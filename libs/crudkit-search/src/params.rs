//! Raw search parameters as they arrive from the caller.
//!
//! Keys follow `OPERATOR_fieldPath`; values are loosely typed. Nothing here
//! knows about operators or fields, see [`crate::filter`] for that.

use std::collections::BTreeMap;
use std::fmt;

use serde_json::Value as JsonValue;

/// Loosely typed search value.
#[derive(Debug, Clone, PartialEq)]
pub enum RawValue {
    Text(String),
    /// Multi-valued parameter, e.g. `?search_IN_status=A&search_IN_status=B`.
    List(Vec<String>),
    Int(i64),
    Float(f64),
    Bool(bool),
}

impl RawValue {
    /// True-empty only: `""` or `[]`. Whitespace is a value.
    #[must_use]
    pub fn is_empty(&self) -> bool {
        match self {
            RawValue::Text(s) => s.is_empty(),
            RawValue::List(items) => items.is_empty(),
            RawValue::Int(_) | RawValue::Float(_) | RawValue::Bool(_) => false,
        }
    }

    /// Convert a JSON value. `null` maps to `None`.
    #[must_use]
    pub fn from_json(value: &JsonValue) -> Option<Self> {
        match value {
            JsonValue::Null => None,
            JsonValue::Bool(b) => Some(RawValue::Bool(*b)),
            JsonValue::Number(n) => Some(
                n.as_i64()
                    .map(RawValue::Int)
                    .or_else(|| n.as_u64().map(|u| RawValue::Text(u.to_string())))
                    .or_else(|| n.as_f64().map(RawValue::Float))
                    .unwrap_or_else(|| RawValue::Text(n.to_string())),
            ),
            JsonValue::String(s) => Some(RawValue::Text(s.clone())),
            JsonValue::Array(items) => Some(RawValue::List(
                items
                    .iter()
                    .filter_map(|item| match item {
                        JsonValue::Null => None,
                        JsonValue::String(s) => Some(s.clone()),
                        other => Some(other.to_string()),
                    })
                    .collect(),
            )),
            JsonValue::Object(_) => Some(RawValue::Text(value.to_string())),
        }
    }
}

impl fmt::Display for RawValue {
    fn fmt(&self, f: &mut fmt::Formatter<'_>) -> fmt::Result {
        match self {
            RawValue::Text(s) => f.write_str(s),
            RawValue::List(items) => write!(f, "[{}]", items.join(", ")),
            RawValue::Int(i) => write!(f, "{i}"),
            RawValue::Float(x) => write!(f, "{x}"),
            RawValue::Bool(b) => write!(f, "{b}"),
        }
    }
}

impl From<&str> for RawValue {
    fn from(s: &str) -> Self {
        RawValue::Text(s.to_owned())
    }
}

impl From<String> for RawValue {
    fn from(s: String) -> Self {
        RawValue::Text(s)
    }
}

impl From<Vec<String>> for RawValue {
    fn from(items: Vec<String>) -> Self {
        RawValue::List(items)
    }
}

impl From<i64> for RawValue {
    fn from(i: i64) -> Self {
        RawValue::Int(i)
    }
}

impl From<f64> for RawValue {
    fn from(x: f64) -> Self {
        RawValue::Float(x)
    }
}

impl From<bool> for RawValue {
    fn from(b: bool) -> Self {
        RawValue::Bool(b)
    }
}

/// Ordered mapping of raw parameter key to optional value.
///
/// ```
/// use crudkit_search::{RawValue, SearchParams};
///
/// let params = SearchParams::with_prefix(
///     [
///         ("search_EQ_name", "alice"),
///         ("search_IN_status", "Active"),
///         ("search_IN_status", "Locked"),
///         ("page", "2"),
///     ],
///     "search_",
/// );
/// assert_eq!(params.len(), 2);
/// assert_eq!(params.get("EQ_name"), Some(&RawValue::Text("alice".to_owned())));
/// assert!(matches!(params.get("IN_status"), Some(RawValue::List(v)) if v.len() == 2));
/// ```
#[derive(Debug, Clone, Default, PartialEq)]
pub struct SearchParams(BTreeMap<String, Option<RawValue>>);

impl SearchParams {
    #[must_use]
    pub fn new() -> Self {
        Self::default()
    }

    /// Builder-style insert.
    #[must_use]
    pub fn with(mut self, key: impl Into<String>, value: impl Into<RawValue>) -> Self {
        self.0.insert(key.into(), Some(value.into()));
        self
    }

    /// Builder-style insert of an explicit null.
    #[must_use]
    pub fn with_null(mut self, key: impl Into<String>) -> Self {
        self.0.insert(key.into(), None);
        self
    }

    pub fn insert(&mut self, key: impl Into<String>, value: Option<RawValue>) {
        self.0.insert(key.into(), value);
    }

    /// Collapse repeated query/form parameters.
    ///
    /// Blank values are dropped; one remaining value becomes `Text`, several
    /// become `List`, and a key left with none is omitted.
    pub fn from_pairs<I, K, V>(pairs: I) -> Self
    where
        I: IntoIterator<Item = (K, V)>,
        K: Into<String>,
        V: Into<String>,
    {
        Self::with_prefix(pairs, "")
    }

    /// Like [`SearchParams::from_pairs`], keeping only keys that start with
    /// `prefix` and stripping it. An empty prefix keeps every key.
    pub fn with_prefix<I, K, V>(pairs: I, prefix: &str) -> Self
    where
        I: IntoIterator<Item = (K, V)>,
        K: Into<String>,
        V: Into<String>,
    {
        let mut grouped: BTreeMap<String, Vec<String>> = BTreeMap::new();
        for (key, value) in pairs {
            let key = key.into();
            let Some(unprefixed) = key.strip_prefix(prefix) else {
                continue;
            };
            let values = grouped.entry(unprefixed.to_owned()).or_default();
            let value = value.into();
            if !value.trim().is_empty() {
                values.push(value);
            }
        }

        grouped
            .into_iter()
            .filter_map(|(key, mut values)| match values.len() {
                0 => None,
                1 => Some((key, values.pop().map(RawValue::Text))),
                _ => Some((key, Some(RawValue::List(values)))),
            })
            .collect()
    }

    /// Every member of a JSON object is a parameter; `null` stays an explicit null.
    #[must_use]
    pub fn from_json(map: &serde_json::Map<String, JsonValue>) -> Self {
        map.iter()
            .map(|(k, v)| (k.clone(), RawValue::from_json(v)))
            .collect()
    }

    #[must_use]
    pub fn get(&self, key: &str) -> Option<&RawValue> {
        self.0.get(key).and_then(Option::as_ref)
    }

    #[must_use]
    pub fn contains_key(&self, key: &str) -> bool {
        self.0.contains_key(key)
    }

    #[must_use]
    pub fn len(&self) -> usize {
        self.0.len()
    }

    #[must_use]
    pub fn is_empty(&self) -> bool {
        self.0.is_empty()
    }

    pub fn iter(&self) -> impl Iterator<Item = (&str, Option<&RawValue>)> {
        self.0.iter().map(|(k, v)| (k.as_str(), v.as_ref()))
    }
}

impl FromIterator<(String, Option<RawValue>)> for SearchParams {
    fn from_iter<T: IntoIterator<Item = (String, Option<RawValue>)>>(iter: T) -> Self {
        Self(iter.into_iter().collect())
    }
}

Work item: Exactly reproduce every record.

Response:
filename libs/crudkit-search/src/params.rs
//! Raw search parameters as they arrive from the caller.
//!
//! Keys follow `OPERATOR_fieldPath`; values are loosely typed. Nothing here
//! knows about operators or fields, see [`crate::filter`] for that.

use std::collections::BTreeMap;
use std::fmt;

use serde_json::Value as JsonValue;

/// Loosely typed search value.
#[derive(Debug, Clone, PartialEq)]
pub enum RawValue {
    Text(String),
    /// Multi-valued parameter, e.g. `?search_IN_status=A&search_IN_status=B`.
    List(Vec<String>),
    Int(i64),
    Float(f64),
    Bool(bool),
}

impl RawValue {
    /// True-empty only: `""` or `[]`. Whitespace is a value.
    #[must_use]
    pub fn is_empty(&self) -> bool {
        match self {
            RawValue::Text(s) => s.is_empty(),
            RawValue::List(items) => items.is_empty(),
            RawValue::Int(_) | RawValue::Float(_) | RawValue::Bool(_) => false,
        }
    }

    /// Convert a JSON value. `null` maps to `None`.
    #[must_use]
    pub fn from_json(value: &JsonValue) -> Option<Self> {
        match value {
            JsonValue::Null => None,
            JsonValue::Bool(b) => Some(RawValue::Bool(*b)),
            JsonValue::Number(n) => Some(
                n.as_i64()
                    .map(RawValue::Int)
                    .or_else(|| n.as_u64().map(|u| RawValue::Text(u.to_string())))
                    .or_else(|| n.as_f64().map(RawValue::Float))
                    .unwrap_or_else(|| RawValue::Text(n.to_string())),
            ),
            JsonValue::String(s) => Some(RawValue::Text(s.clone())),
            JsonValue::Array(items) => Some(RawValue::List(
                items
                    .iter()
                    .filter_map(|item| match item {
                        JsonValue::Null => None,
                        JsonValue::String(s) => Some(s.clone()),
                        other => Some(other.to_string()),
                    })
                    .collect(),
            )),
            JsonValue::Object(_) => Some(RawValue::Text(value.to_string())),
        }
    }
}

impl fmt::Display for RawValue {
    fn fmt(&self, f: &mut fmt::Formatter<'_>) -> fmt::Result {
        match self {
            RawValue::Text(s) => f.write_str(s),
            RawValue::List(items) => write!(f, "[{}]", items.join(", ")),
            RawValue::Int(i) => write!(f, "{i}"),
            RawValue::Float(x) => write!(f, "{x}"),
            RawValue::Bool(b) => write!(f, "{b}"),
        }
    }
}

impl From<&str> for RawValue {
    fn from(s: &str) -> Self {
        RawValue::Text(s.to_owned())
    }
}

impl From<String> for RawValue {
    fn from(s: String) -> Self {
        RawValue::Text(s)
    }
}

impl From<Vec<String>> for RawValue {
    fn from(items: Vec<String>) -> Self {
        RawValue::List(items)
    }
}

impl From<i64> for RawValue {
    fn from(i: i64) -> Self {
        RawValue::Int(i)
    }
}

impl From<f64> for RawValue {
    fn from(x: f64) -> Self {
        RawValue::Float(x)
    }
}

impl From<bool> for RawValue {
    fn from(b: bool) -> Self {
        RawValue::Bool(b)
    }
}

/// Ordered mapping of raw parameter key to optional value.
///
/// ```
/// use crudkit_search::{RawValue, SearchParams};
///
/// let params = SearchParams::with_prefix(
///     [
///         ("search_EQ_name", "alice"),
///         ("search_IN_status", "Active"),
///         ("search_IN_status", "Locked"),
///         ("page", "2"),
///     ],
///     "search_",
/// );
/// assert_eq!(params.len(), 2);
/// assert_eq!(params.get("EQ_name"), Some(&RawValue::Text("alice".to_owned())));
/// assert!(matches!(params.get("IN_status"), Some(RawValue::List(v)) if v.len() == 2));
/// ```
#[derive(Debug, Clone, Default, PartialEq)]
pub struct SearchParams(BTreeMap<String, Option<RawValue>>);

impl SearchParams {
    #[must_use]
    pub fn new() -> Self {
        Self::default()
    }

    /// Builder-style insert.
    #[must_use]
    pub fn with(mut self, key: impl Into<String>, value: impl Into<RawValue>) -> Self {
        self.0.insert(key.into(), Some(value.into()));
        self
    }

    /// Builder-style insert of an explicit null.
    #[must_use]
    pub fn with_null(mut self, key: impl Into<String>) -> Self {
        self.0.insert(key.into(), None);
        self
    }

    pub fn insert(&mut self, key: impl Into<String>, value: Option<RawValue>) {
        self.0.insert(key.into(), value);
    }

    /// Collapse repeated query/form parameters.
    ///
    /// Blank values are dropped; one remaining value becomes `Text`, several
    /// become `List`, and a key left with none is omitted.
    pub fn from_pairs<I, K, V>(pairs: I) -> Self
    where
        I: IntoIterator<Item = (K, V)>,
        K: Into<String>,
        V: Into<String>,
    {
        Self::with_prefix(pairs, "")
    }

    /// Like [`SearchParams::from_pairs`], keeping only keys that start with
    /// `prefix` and stripping it. An empty prefix keeps every key.
    pub fn with_prefix<I, K, V>(pairs: I, prefix: &str) -> Self
    where
        I: IntoIterator<Item = (K, V)>,
        K: Into<String>,
        V: Into<String>,
    {
        let mut grouped: BTreeMap<String, Vec<String>> = BTreeMap::new();
        for (key, value) in pairs {
            let key = key.into();
            let Some(unprefixed) = key.strip_prefix(prefix) else {
                continue;
            };
            let values = grouped.entry(unprefixed.to_owned()).or_default();
            let value = value.into();
            if !value.trim().is_empty() {
                values.push(value);
            }
        }

        grouped
            .into_iter()
            .filter_map(|(key, mut values)| match values.len() {
                0 => None,
                1 => Some((key, values.pop().map(RawValue::Text))),
                _ => Some((key, Some(RawValue::List(values)))),
            })
            .collect()
    }

    /// Every member of a JSON object is a parameter; `null` stays an explicit null.
    #[must_use]
    pub fn from_json(map: &serde_json::Map<String, JsonValue>) -> Self {
        map.iter()
            .map(|(k, v)| (k.clone(), RawValue::from_json(v)))
            .collect()
    }

    #[must_use]
    pub fn get(&self, key: &str) -> Option<&RawValue> {
        self.0.get(key).and_then(Option::as_ref)
    }

    #[must_use]
    pub fn contains_key(&self, key: &str) -> bool {
        self.0.contains_key(key)
    }

    #[must_use]
    pub fn len(&self) -> usize {
        self.0.len()
    }

    #[must_use]
    pub fn is_empty(&self) -> bool {
        self.0.is_empty()
    }

    pub fn iter(&self) -> impl Iterator<Item = (&str, Option<&RawValue>)> {
        self.0.iter().map(|(k, v)| (k.as_str(), v.as_ref()))
    }
}

impl FromIterator<(String, Option<RawValue>)> for SearchParams {
    fn from_iter<T: IntoIterator<Item = (String, Option<RawValue>)>>(iter: T) -> Self {
        Self(iter.into_iter().collect())
    }
}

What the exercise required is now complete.